Hemigrapha graphidicola

Scientific classification
- Kingdom: Fungi
- Division: Ascomycota
- Class: Dothideomycetes
- Order: Asterinales
- Family: Hemigraphaceae
- Genus: Hemigrapha
- Species: H. graphidicola
- Binomial name: Hemigrapha graphidicola Diederich & Common (2019)

= Hemigrapha graphidicola =

- Authority: Diederich & Common (2019)

Species of fungi

Hemigrapha graphidicola is a species of fungus in the family Hemigraphaceae. It is a lichenicolous fungus that grows on the thallus of the script lichen Graphis assimilis and has only been collected in Fakahatchee Strand Preserve State Park in Florida. This state park is located in the Florida Everglades, which makes Hemigrapha graphidicola a mangrove species.

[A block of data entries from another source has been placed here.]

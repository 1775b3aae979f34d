use dioxus::prelude::*;

use ui::views::{Dashboard, MonthDashboard};

#[derive(Debug, Clone, Routable, PartialEq)]
#[rustfmt::skip]
enum Route {
    #[route("/")]
    Overview {},
    #[route("/month/:label")]
    MonthView { label: String },
}

const MAIN_CSS_INLINE: &str = include_str!(concat!(
    env!("CARGO_MANIFEST_DIR"),
    "/../ui/assets/theme/main.css"
)); // Shared theme (ui/assets/theme/main.css)

fn main() {
    init_logging();
    log::info!(
        "[web] newsroom dashboard v{} starting",
        env!("CARGO_PKG_VERSION")
    );
    dioxus::launch(App);
}

#[cfg(target_arch = "wasm32")]
fn init_logging() {
    console_error_panic_hook::set_once();
    // Err means a logger is already installed; keep that one.
    let _ = console_log::init_with_level(log::Level::Info);
}

#[cfg(not(target_arch = "wasm32"))]
fn init_logging() {}

#[component]
fn App() -> Element {
    ui::i18n::init();

    // Global language code; the dashboard header updates it on selection.
    let lang_code = use_signal(|| "en-US".to_string());
    use_context_provider(|| lang_code);

    rsx! {
        document::Style { "{MAIN_CSS_INLINE}" }

        // Keyed wrapper forces a full remount (and fresh lookups) on language change.
        div {
            key: "{lang_code()}",
            Router::<Route> { }
        }
    }
}

#[component]
fn Overview() -> Element {
    rsx! { Dashboard {} }
}

#[component]
fn MonthView(label: String) -> Element {
    rsx! { MonthDashboard { label } }
}
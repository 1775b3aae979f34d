//! Runtime configuration for the dashboard.

use std::path::PathBuf;

/// Environment variable pointing at an alternative dataset JSON file.
pub const DATASET_ENV: &str = "NEWSROOM_DATASET";

/// Year shown next to the month in chart descriptions until a month is picked.
pub const REPORT_YEAR: i32 = 2024;

/// Where the dataset document is read from.
#[derive(Debug, Clone, PartialEq, Eq, Default)]
pub enum DatasetSource {
    /// `data/dashboard.json`, compiled into the binary.
    #[default]
    Embedded,
    File(PathBuf),
}

#[derive(Debug, Clone, PartialEq, Eq, Default)]
pub struct DashboardConfig {
    pub dataset: DatasetSource,
}

impl DashboardConfig {
    /// Read overrides from the process environment. On wasm32 there is no
    /// environment, so this always yields the defaults there.
    pub fn from_env() -> Self {
        Self::from_lookup(|key| std::env::var(key).ok())
    }

    fn from_lookup(lookup: impl Fn(&str) -> Option<String>) -> Self {
        let dataset = lookup(DATASET_ENV)
            .map(|raw| raw.trim().to_string())
            .filter(|raw| !raw.is_empty())
            .map(|raw| DatasetSource::File(PathBuf::from(raw)))
            .unwrap_or_default();

        Self { dataset }
    }
}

It is identifiable by its black, superficial, flat, roundish to elongate or irregular form.

Hemigrapha species are very similar, so Hemigrapha graphidicola should be identified under a microscope. Hemigrapha graphidicola is unique because it is the first Hemigrapha species that has been described to grow on a corticolous lichen, and the first member that grows on a member of the Graphidaceae. Infection by the fungus does not appear to visibly damage the host lichen.

Hemigrapha graphidicola was first described by Paul Diedrich and Ralph Common in 2019.